My heart’s desire is to see the greatest prayer movement in the history of our nation. I believe that it would lead to us witnessing the greatest revival we could ever imagine. Let us clear our schedules, gather our people, and cry out to the God who hears!

Lone Star Scoop • July 2022

Pastors Boswell, Lino join SBTC as consultants

GRAPEVINE Matt Boswell, pastor of The Trails Church in Celina, and Nathan Lino, pastor of First Baptist Church of Forney, have joined the Southern Baptists of Texas Convention as consultants.

Boswell will serve as a worship consultant in the Church Health & Leadership department. His duties will include establishing and developing a young worship pastor’s network where leaders will not only meet with one another on occasion, but be encouraged, resourced, and coached in their respective churches and ministries. He is the founding pastor of The Trails Church, has been involved in church planting and pastoral ministry since 1998, and is an author and hymnwriter.

Lino will serve as a ministry consultant in the Missional Ministries department. Among his duties, Lino will host periodical Zoom meetings to assist pastors in a variety of ministry areas; provide evangelism support and training for pastors; and help pastors learn how to lead corporate prayer meetings as requested. He will also stand ready to assist pastors and churches implement a global missions strategy. Lino, the founding pastor of Northeast Houston Baptist Church, recently answered a call to serve as senior pastor at FBC Forney.

Kaunitz offers update on Sexual Abuse Task Force

LONGVIEW—SBTC President Todd Kaunitz said its Sexual Abuse Task Force that has been asked to review the convention’s sexual abuse practices and policies has entered a season of evaluation as it moves closer to possibly bringing recommendations for changes to annual meeting messengers in November.
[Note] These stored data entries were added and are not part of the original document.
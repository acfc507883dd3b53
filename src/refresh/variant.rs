use super::record::ParsedNode;

const TOOL_SUFFIX: &str = "Tool";

pub trait ToolVariantGenerator: Send + Sync {
    /// Derives the AI-callable variant of `node`, if it has one.
    fn generate(&self, node: &ParsedNode) -> Option<ParsedNode>;
}

/// Appends `Tool` to the node type and ` Tool` to the display name.
///
/// Nodes that already are tool variants produce nothing.
#[derive(Debug, Clone, Copy, Default)]
pub struct SuffixToolVariantGenerator;

impl ToolVariantGenerator for SuffixToolVariantGenerator {
    fn generate(&self, node: &ParsedNode) -> Option<ParsedNode> {
        if node.tool_variant_of.is_some() || node.node_type.ends_with(TOOL_SUFFIX) {
            return None;
        }

        Some(ParsedNode {
            node_type: format!("{}{TOOL_SUFFIX}", node.node_type),
            display_name: format!("{} {TOOL_SUFFIX}", node.display_name),
            is_ai_tool: true,
            is_trigger: false,
            has_tool_variant: false,
            tool_variant_of: Some(node.node_type.clone()),
            ..node.clone()
        })
    }
}

#[cfg(test)]
mod tests {
    use super::*;
    use crate::common::SourceType;
    use std::path::PathBuf;

    #[test]
    fn test_generate_variant() {
        let mut node = ParsedNode::new("acme.search", "Search");
        node.package_name = "acme".into();
        node.is_ai_tool = true;
        node.set_provenance(SourceType::Custom, Some(PathBuf::from("/pkgs/acme")));

        let variant = SuffixToolVariantGenerator.generate(&node).unwrap();
        assert_eq!(variant.node_type, "acme.searchTool");
        assert_eq!(variant.display_name, "Search Tool");
        assert_eq!(variant.tool_variant_of.as_deref(), Some("acme.search"));
        assert_eq!(variant.package_name, "acme");
        assert!(variant.is_ai_tool);
        assert!(!variant.has_tool_variant);
    }

    #[test]
    fn test_no_variant_of_variant() {
        let node = ParsedNode::new("acme.searchTool", "Search Tool");
        assert!(SuffixToolVariantGenerator.generate(&node).is_none());

        let mut derived = ParsedNode::new("acme.x", "X");
        derived.tool_variant_of = Some("acme.y".into());
        assert!(SuffixToolVariantGenerator.generate(&derived).is_none());
    }
}
//! Custom node refresh pipeline.
//!
//! [`CustomNodeRefresher::refresh`] deletes every custom record from the
//! [`NodeStore`], loads the configured packages through the
//! [`NodeLoader`](crate::nodes::NodeLoader), and persists each node through
//! the collaborator seams:
//!
//! - [`NodeParser`] turns a loaded implementation into a [`ParsedNode`]
//! - [`ToolVariantGenerator`] derives the AI-callable variant of eligible nodes
//! - [`NodeRepository`] stores and deletes records
//!
//! ```rust,no_run
//! use node_catalog::refresh::{CustomNodeRefresher, JsonFileNodeStore};
//!
//! # async fn example() -> node_catalog::Result<()> {
//! let refresher = CustomNodeRefresher::new(JsonFileNodeStore::new())
//!     .with_paths(["/opt/custom-nodes/*"]);
//! let result = refresher.refresh(None).await?;
//! println!("{}", result.message());
//! # Ok(())
//! # }
//! ```

mod json_store;
mod parser;
mod record;
mod refresher;
mod store;
mod variant;

use serde::{Deserialize, Serialize};

pub use json_store::JsonFileNodeStore;
pub use parser::{DescriptionParser, NodeParser, ParseError};
pub use record::ParsedNode;
pub use refresher::CustomNodeRefresher;
pub use store::{MemoryNodeStore, NodeRepository, NodeStore, StoreError};
pub use variant::{SuffixToolVariantGenerator, ToolVariantGenerator};

/// Summary of one refresh run.
#[derive(Debug, Clone, Default, PartialEq, Eq, Serialize, Deserialize)]
pub struct RefreshResult {
    /// Custom records removed before loading.
    pub deleted: usize,
    /// Records persisted, tool variants included.
    pub loaded: usize,
    pub errors: Vec<String>,
}

impl RefreshResult {
    pub fn is_success(&self) -> bool {
        self.errors.is_empty()
    }

    pub fn message(&self) -> String {
        let mut message = format!(
            "Refreshed custom nodes: {} deleted, {} loaded",
            self.deleted, self.loaded
        );
        if !self.errors.is_empty() {
            message.push_str(&format!(", {} errors", self.errors.len()));
        }
        message
    }

    pub(crate) fn error(&mut self, message: String) {
        tracing::error!("{}", message);
        self.errors.push(message);
    }
}

impl std::fmt::Display for RefreshResult {
    fn fmt(&self, f: &mut std::fmt::Formatter<'_>) -> std::fmt::Result {
        f.write_str(&self.message())
    }
}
The update from Kaunitz, pastor of New Beginnings Baptist Church, was provided via a video released on SBTC social media accounts on June 8. In the video, he says the seven-member task force has completed the first phase of its work wherein it evaluated current SBTC sexual abuse policies and procedures and those of other, similar organizations. The second phase is an evaluation of those findings, and the final phase will include the drafting of possible changes to convention policies. Those proposed changes will then go to the SBTC Executive Board, and finally, church messengers, for consideration.

The 2022 SBTC annual meeting is scheduled for Nov. 14-15 in Corpus Christi. 
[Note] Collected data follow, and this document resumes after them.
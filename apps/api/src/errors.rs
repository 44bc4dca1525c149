use axum::{
    async_trait,
    body::Bytes,
    extract::{FromRequest, Request},
    http::StatusCode,
    response::{IntoResponse, Response},
    Json,
};
use serde::de::DeserializeOwned;
use serde_json::json;
use thiserror::Error;

use crate::llm_client::LlmError;

/// Application-level error type.
/// Implements `IntoResponse` so Axum handlers can return `Result<T, AppError>`.
///
/// Every variant maps to HTTP 500 with `{"error": "<message>"}`. Callers tell
/// failure from success by the presence of the `error` key.
#[derive(Debug, Error)]
pub enum AppError {
    #[error("{0}")]
    InvalidRequest(String),

    #[error(transparent)]
    Llm(#[from] LlmError),

    #[error("Model returned unusable output: {0}")]
    ModelOutput(String),
}

impl IntoResponse for AppError {
    fn into_response(self) -> Response {
        let message = self.to_string();

        match &self {
            AppError::InvalidRequest(_) => tracing::warn!("Rejected request: {message}"),
            AppError::Llm(_) => tracing::error!("LLM error: {message}"),
            AppError::ModelOutput(_) => tracing::error!("Model output error: {message}"),
        }

        let body = Json(json!({ "error": message }));

        (StatusCode::INTERNAL_SERVER_ERROR, body).into_response()
    }
}

/// JSON request body extractor whose rejections go through `AppError`.
///
/// The body is parsed whatever the `Content-Type` header says. Malformed JSON,
/// missing fields and wrong types become the uniform 500 `{"error": ...}`
/// response before a handler runs.
#[derive(Debug)]
pub struct JsonBody<T>(pub T);

#[async_trait]
impl<T, S> FromRequest<S> for JsonBody<T>
where
    T: DeserializeOwned,
    S: Send + Sync,
{
    type Rejection = AppError;

    async fn from_request(req: Request, state: &S) -> Result<Self, Self::Rejection> {
        let bytes = Bytes::from_request(req, state)
            .await
            .map_err(|e| AppError::InvalidRequest(e.body_text()))?;

        serde_json::from_slice(&bytes)
            .map(JsonBody)
            .map_err(|e| AppError::InvalidRequest(format!("Invalid JSON body: {e}")))
    }
}
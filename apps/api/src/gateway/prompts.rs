// All LLM prompt templates for the gateway.
// Rendered with llm_client::prompts::render_template; JSON braces need no escaping.

use crate::gateway::models::{DescriptionRequest, ResumeAnalysisRequest, SummaryRequest};
use crate::llm_client::prompts::{render_template, to_prompt_json};

/// Professional summary prompt. Replace: {job_title}, {skills}, {current_draft}
pub const SUMMARY_PROMPT_TEMPLATE: &str = r#"You are an expert career coach. Write a professional, compelling, and ATS-friendly resume summary (approx 3-4 sentences) for a {job_title}.
Key skills: {skills}.
{current_draft}

Focus on professional achievements and value proposition. Do not use "I" excessively. Keep it concise."#;

/// Clause appended to the summary prompt when the caller sent a draft. Replace: {current_summary}
pub const CURRENT_DRAFT_CLAUSE: &str = r#"Current draft to improve: "{current_summary}""#;

/// Bullet rewrite prompt. Replace: {role}, {description}
pub const DESCRIPTION_PROMPT_TEMPLATE: &str = r#"You are an expert resume editor. Rewrite the following job description bullet points for a {role} role to be more impactful, action-oriented, and ATS-friendly.

Original text:
"{description}"

Rules:
1. Use strong action verbs (Led, Developed, Engineered).
2. Quantify results where possible (e.g., "improved by 20%").
3. Keep formatting as a bulleted list (using • or -).
4. Fix any grammar or spelling errors.
5. Return ONLY the rewritten text."#;

/// ATS scan prompt. Replace: {resume_json}
pub const ANALYSIS_PROMPT_TEMPLATE: &str = r#"Act as an ATS (Applicant Tracking System) scanner. Analyze the following resume JSON data.

Resume Data: {resume_json}

Provide the output in the following JSON format ONLY (no markdown):
{
  "score": number (0-100),
  "feedback": [string array of 3-5 concise tips to improve the resume or missing keywords based on the job title]
}"#;

pub fn summary_prompt(req: &SummaryRequest) -> String {
    let current_draft = req
        .draft()
        .map(|draft| render_template(CURRENT_DRAFT_CLAUSE, &[("current_summary", draft)]))
        .unwrap_or_default();

    render_template(
        SUMMARY_PROMPT_TEMPLATE,
        &[
            ("job_title", req.job_title.as_str()),
            ("skills", req.skills.as_str()),
            ("current_draft", current_draft.as_str()),
        ],
    )
}

pub fn description_prompt(req: &DescriptionRequest) -> String {
    render_template(
        DESCRIPTION_PROMPT_TEMPLATE,
        &[("role", req.role.as_str()), ("description", req.description.as_str())],
    )
}

pub fn analysis_prompt(req: &ResumeAnalysisRequest) -> serde_json::Result<String> {
    let resume_json = to_prompt_json(&req.resume_data)?;
    Ok(render_template(
        ANALYSIS_PROMPT_TEMPLATE,
        &[("resume_json", resume_json.as_str())],
    ))
}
“I encourage you to continue to pray for us as we examine all of these areas,” Kaunitz says in the video. “It is so important that we as a state convention are doing everything we can to not only protect people from sexual abuse, but also have a proper response when those unfortunate cases occur. … We’re so excited to be a part of a convention that takes these things seriously.”
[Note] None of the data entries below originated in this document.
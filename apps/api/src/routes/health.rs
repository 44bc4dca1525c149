use axum::Json;
use serde_json::{json, Value};

/// GET /health
/// Returns a simple status object with service version.
pub async fn health_handler() -> Json<Value> {
    Json(json!({
        "status": "ok",
        "version": env!("CARGO_PKG_VERSION"),
        "service": "resume-gateway"
    }))
}
use std::sync::Arc;

use crate::llm_client::TextGenerator;

/// Shared application state injected into all route handlers via Axum extractors.
///
/// Built once in `main`; nothing in it is mutated after startup.
#[derive(Clone)]
pub struct AppState {
    /// Generation backend. `GeminiClient` in production.
    pub llm: Arc<dyn TextGenerator>,
}

impl AppState {
    pub fn new(llm: Arc<dyn TextGenerator>) -> Self {
        Self { llm }
    }
}
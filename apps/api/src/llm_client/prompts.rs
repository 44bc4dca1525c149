// Shared prompt-building utilities.
// Each module that needs LLM calls defines its own prompts.rs alongside it.

use std::io::{self, Write};

use serde::Serialize;
use serde_json::ser::{Formatter, Serializer};

/// Renders `{name}` placeholders in a single pass.
///
/// Placeholders with no entry in `vars` are copied through literally, so
/// templates can contain JSON examples without escaping. Substituted values
/// are never re-scanned: a caller-supplied `{skills}` inside a job title stays
/// as typed.
pub fn render_template(template: &str, vars: &[(&str, &str)]) -> String {
    let mut out = String::with_capacity(template.len());
    let mut rest = template;

    while let Some(open) = rest.find('{') {
        out.push_str(&rest[..open]);
        let after = &rest[open + 1..];

        let value = after.find('}').and_then(|close| {
            let name = &after[..close];
            vars.iter()
                .find(|(key, _)| *key == name)
                .map(|(_, value)| (*value, close))
        });

        match value {
            Some((value, close)) => {
                out.push_str(value);
                rest = &after[close + 1..];
            }
            None => {
                out.push('{');
                rest = after;
            }
        }
    }

    out.push_str(rest);
    out
}

/// Single-line JSON in the conventional "readable" layout used inside prompts:
/// `", "` and `": "` separators, every non-ASCII character escaped as `\uXXXX`.
pub fn to_prompt_json<T: Serialize + ?Sized>(value: &T) -> serde_json::Result<String> {
    let mut out = Vec::new();
    value.serialize(&mut Serializer::with_formatter(&mut out, PromptJsonFormatter))?;
    // Output is pure ASCII.
    Ok(String::from_utf8_lossy(&out).into_owned())
}

struct PromptJsonFormatter;

impl Formatter for PromptJsonFormatter {
    fn begin_array_value<W: ?Sized + Write>(
        &mut self,
        writer: &mut W,
        first: bool,
    ) -> io::Result<()> {
        if first {
            Ok(())
        } else {
            writer.write_all(b", ")
        }
    }

    fn begin_object_key<W: ?Sized + Write>(
        &mut self,
        writer: &mut W,
        first: bool,
    ) -> io::Result<()> {
        if first {
            Ok(())
        } else {
            writer.write_all(b", ")
        }
    }

    fn begin_object_value<W: ?Sized + Write>(&mut self, writer: &mut W) -> io::Result<()> {
        writer.write_all(b": ")
    }

    fn write_string_fragment<W: ?Sized + Write>(
        &mut self,
        writer: &mut W,
        fragment: &str,
    ) -> io::Result<()> {
        for ch in fragment.chars() {
            if ch.is_ascii() {
                writer.write_all(&[ch as u8])?;
            } else {
                let mut units = [0u16; 2];
                for unit in ch.encode_utf16(&mut units) {
                    write!(writer, "\\u{unit:04x}")?;
                }
            }
        }
        Ok(())
    }
}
SBTC chaplains, ministers respond to Uvalde school shooting
UVALDE—Pastors, chaplains, and Southern Baptists of Texas Convention Disaster Relief volunteers were among those who responded to the May 24 shooting that claimed the lives of 19 students and two teachers at Robb Elementary School.  Veteran Quick Response Unit (QRU) feeding volunteers set up a mobile food truck and served meals to first responders from federal, state, and local government agencies. SBTC DR chaplains made themselves available at the QRU site to talk and pray with visitors as needed. “This is where we need to be,” SBTC QRU volunteer Ronnie Roark said, noting that they had been feeding 85-100 at each meal. His wife, Connie, added, “A meal and a prayer. That’s what we bring.”
East Texas pastor honored for 7 decades of ministry
HUGHES SPRINGS—Charles Russell, pastor of Turkey Creek Baptist Church, was recently honored for 77 years of ministry during a meeting of the Enon Baptist Association, which covers deep Northeast Texas. Russell has pastored at Turkey Creek for 22 years. Among the honors, Russell was given a plaque expressing gratitude for his ministry by Roy Ford, the Northeast Texas field representative for the Southern Baptists of Texas Convention. “I love my people,” said Russell, 93. “It’s a small, rural church, a very loving people. I enjoy the fellowship of working with a local church.” With the exception of a pastorate in Bonham, Russell’s ministry has been in Northeast Texas. He also has served as director of missions for three counties around Jacksonville.
Special Needs Sunday scheduled for July 10
Special Needs Sunday, which is observed by Southern Baptists of Texas Convention churches the second Sunday of each July, will be July 10 this year.  This yearly event reminds followers of Jesus of their calling to make the gospel accessible to all people. It also provides an opportunity to celebrate those in the church who can often feel forgotten or neglected and educate church members about ways they can make accommodations for those who need them as an outreach to special needs families who are longing for a church home.  For more information, contact Sandra Peoples at specialneeds@sbtexas.com.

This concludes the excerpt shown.